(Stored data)
BEGIN

/* src/client/router/src/navigator.rs */

use std::collections::BTreeMap;
use std::sync::atomic::{AtomicU64, Ordering};
use std::sync::{Arc, Mutex, MutexGuard, PoisonError};

use tracing::{debug, info};

use crate::cache::ViewCache;
use crate::config::RouterConfig;
use crate::errors::{NavigationError, RouteError};
use crate::history::History;
use crate::route::{RouteMatch, RouteTable};
use crate::view::ViewModule;

/// What the rendering layer should do after a navigation settles.
#[derive(Debug, Clone, PartialEq, Eq)]
pub enum Navigation {
  Rendered { route: RouteMatch, view: Arc<ViewModule> },
  /// A newer navigation started while this one was loading; its result was discarded.
  Superseded { url: String },
}

impl Navigation {
  pub fn is_rendered(&self) -> bool {
    matches!(self, Self::Rendered { .. })
  }
}

/// History-aware driver tying the route table to the view cache.
pub struct Navigator {
  table: Arc<RouteTable>,
  cache: ViewCache,
  history: Mutex<History>,
  generation: AtomicU64,
}

impl Navigator {
  pub fn new(table: Arc<RouteTable>, config: &RouterConfig) -> Self {
    let cache = ViewCache::for_table(&table, config.load_timeout);
    Self { table, cache, history: Mutex::new(History::new()), generation: AtomicU64::new(0) }
  }

  pub fn table(&self) -> &RouteTable {
    &self.table
  }

  pub fn cache(&self) -> &ViewCache {
    &self.cache
  }

  fn history(&self) -> MutexGuard<'_, History> {
    self.history.lock().unwrap_or_else(PoisonError::into_inner)
  }

  pub fn current(&self) -> Option<String> {
    self.history().current().map(str::to_string)
  }

  pub fn can_go_back(&self) -> bool {
    self.history().can_go_back()
  }

  pub fn can_go_forward(&self) -> bool {
    self.history().can_go_forward()
  }

  /// Navigate to a URL and push it onto the history stack.
  pub async fn navigate(&self, url: &str) -> Result<Navigation, NavigationError> {
    let ticket = self.begin();
    let route = self.table.resolve_url(url)?;
    self.history().push(url);
    info!(url, route = %route.name, "navigate");
    self.render(ticket, url, route).await
  }

  /// Navigate by symbolic name. Ambiguous names fail instead of picking an entry.
  pub async fn navigate_named(
    &self,
    name: &str,
    params: &BTreeMap<String, String>,
  ) -> Result<Navigation, NavigationError> {
    let url = self.table.href(name, params)?;
    self.navigate(&url).await
  }

  /// Step back in history. `Ok(None)` when already at the oldest entry; a
  /// pending navigation is left untouched in that case.
  pub async fn back(&self) -> Result<Option<Navigation>, NavigationError> {
    let Some(url) = self.history().back() else {
      return Ok(None);
    };
    let ticket = self.begin();
    debug!(url = %url, "history back");
    let route = self.table.resolve_url(&url)?;
    self.render(ticket, &url, route).await.map(Some)
  }

  /// Step forward in history. `Ok(None)` when already at the newest entry.
  pub async fn forward(&self) -> Result<Option<Navigation>, NavigationError> {
    let Some(url) = self.history().forward() else {
      return Ok(None);
    };
    let ticket = self.begin();
    debug!(url = %url, "history forward");
    let route = self.table.resolve_url(&url)?;
    self.render(ticket, &url, route).await.map(Some)
  }

  /// Warm the cache for a named route without touching history.
  pub async fn prefetch(&self, name: &str) -> Result<(), NavigationError> {
    let (id, entry) = self.table.by_name(name)?;
    self.cache.load(id, entry).await?;
    Ok(())
  }

  fn begin(&self) -> u64 {
    self.generation.fetch_add(1, Ordering::SeqCst) + 1
  }

  async fn render(
    &self,
    ticket: u64,
    url: &str,
    route: RouteMatch,
  ) -> Result<Navigation, NavigationError> {
    let entry = self
      .table
      .entry(route.id)
      .ok_or_else(|| RouteError::NotFound { path: route.path.clone() })?;
    let loaded = self.cache.load(route.id, entry).await;

    if self.generation.load(Ordering::SeqCst) != ticket {
      debug!(url, "discarding stale navigation result");
      return Ok(Navigation::Superseded { url: url.to_string() });
    }
    let view = loaded?;
    Ok(Navigation::Rendered { route, view })
  }
}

END

▸ Work request:
Each entry shown above must be retyped word for word.

▸ Your response:
/* src/client/router/src/navigator.rs */

use std::collections::BTreeMap;
use std::sync::atomic::{AtomicU64, Ordering};
use std::sync::{Arc, Mutex, MutexGuard, PoisonError};

use tracing::{debug, info};

use crate::cache::ViewCache;
use crate::config::RouterConfig;
use crate::errors::{NavigationError, RouteError};
use crate::history::History;
use crate::route::{RouteMatch, RouteTable};
use crate::view::ViewModule;

/// What the rendering layer should do after a navigation settles.
#[derive(Debug, Clone, PartialEq, Eq)]
pub enum Navigation {
  Rendered { route: RouteMatch, view: Arc<ViewModule> },
  /// A newer navigation started while this one was loading; its result was discarded.
  Superseded { url: String },
}

impl Navigation {
  pub fn is_rendered(&self) -> bool {
    matches!(self, Self::Rendered { .. })
  }
}

/// History-aware driver tying the route table to the view cache.
pub struct Navigator {
  table: Arc<RouteTable>,
  cache: ViewCache,
  history: Mutex<History>,
  generation: AtomicU64,
}

impl Navigator {
  pub fn new(table: Arc<RouteTable>, config: &RouterConfig) -> Self {
    let cache = ViewCache::for_table(&table, config.load_timeout);
    Self { table, cache, history: Mutex::new(History::new()), generation: AtomicU64::new(0) }
  }

  pub fn table(&self) -> &RouteTable {
    &self.table
  }

  pub fn cache(&self) -> &ViewCache {
    &self.cache
  }

  fn history(&self) -> MutexGuard<'_, History> {
    self.history.lock().unwrap_or_else(PoisonError::into_inner)
  }

  pub fn current(&self) -> Option<String> {
    self.history().current().map(str::to_string)
  }

  pub fn can_go_back(&self) -> bool {
    self.history().can_go_back()
  }

  pub fn can_go_forward(&self) -> bool {
    self.history().can_go_forward()
  }

  /// Navigate to a URL and push it onto the history stack.
  pub async fn navigate(&self, url: &str) -> Result<Navigation, NavigationError> {
    let ticket = self.begin();
    let route = self.table.resolve_url(url)?;
    self.history().push(url);
    info!(url, route = %route.name, "navigate");
    self.render(ticket, url, route).await
  }

  /// Navigate by symbolic name. Ambiguous names fail instead of picking an entry.
  pub async fn navigate_named(
    &self,
    name: &str,
    params: &BTreeMap<String, String>,
  ) -> Result<Navigation, NavigationError> {
    let url = self.table.href(name, params)?;
    self.navigate(&url).await
  }

  /// Step back in history. `Ok(None)` when already at the oldest entry; a
  /// pending navigation is left untouched in that case.
  pub async fn back(&self) -> Result<Option<Navigation>, NavigationError> {
    let Some(url) = self.history().back() else {
      return Ok(None);
    };
    let ticket = self.begin();
    debug!(url = %url, "history back");
    let route = self.table.resolve_url(&url)?;
    self.render(ticket, &url, route).await.map(Some)
  }

  /// Step forward in history. `Ok(None)` when already at the newest entry.
  pub async fn forward(&self) -> Result<Option<Navigation>, NavigationError> {
    let Some(url) = self.history().forward() else {
      return Ok(None);
    };
    let ticket = self.begin();
    debug!(url = %url, "history forward");
    let route = self.table.resolve_url(&url)?;
    self.render(ticket, &url, route).await.map(Some)
  }

  /// Warm the cache for a named route without touching history.
  pub async fn prefetch(&self, name: &str) -> Result<(), NavigationError> {
    let (id, entry) = self.table.by_name(name)?;
    self.cache.load(id, entry).await?;
    Ok(())
  }

  fn begin(&self) -> u64 {
    self.generation.fetch_add(1, Ordering::SeqCst) + 1
  }

  async fn render(
    &self,
    ticket: u64,
    url: &str,
    route: RouteMatch,
  ) -> Result<Navigation, NavigationError> {
    let entry = self
      .table
      .entry(route.id)
      .ok_or_else(|| RouteError::NotFound { path: route.path.clone() })?;
    let loaded = self.cache.load(route.id, entry).await;

    if self.generation.load(Ordering::SeqCst) != ticket {
      debug!(url, "discarding stale navigation result");
      return Ok(Navigation::Superseded { url: url.to_string() });
    }
    let view = loaded?;
    Ok(Navigation::Rendered { route, view })
  }
}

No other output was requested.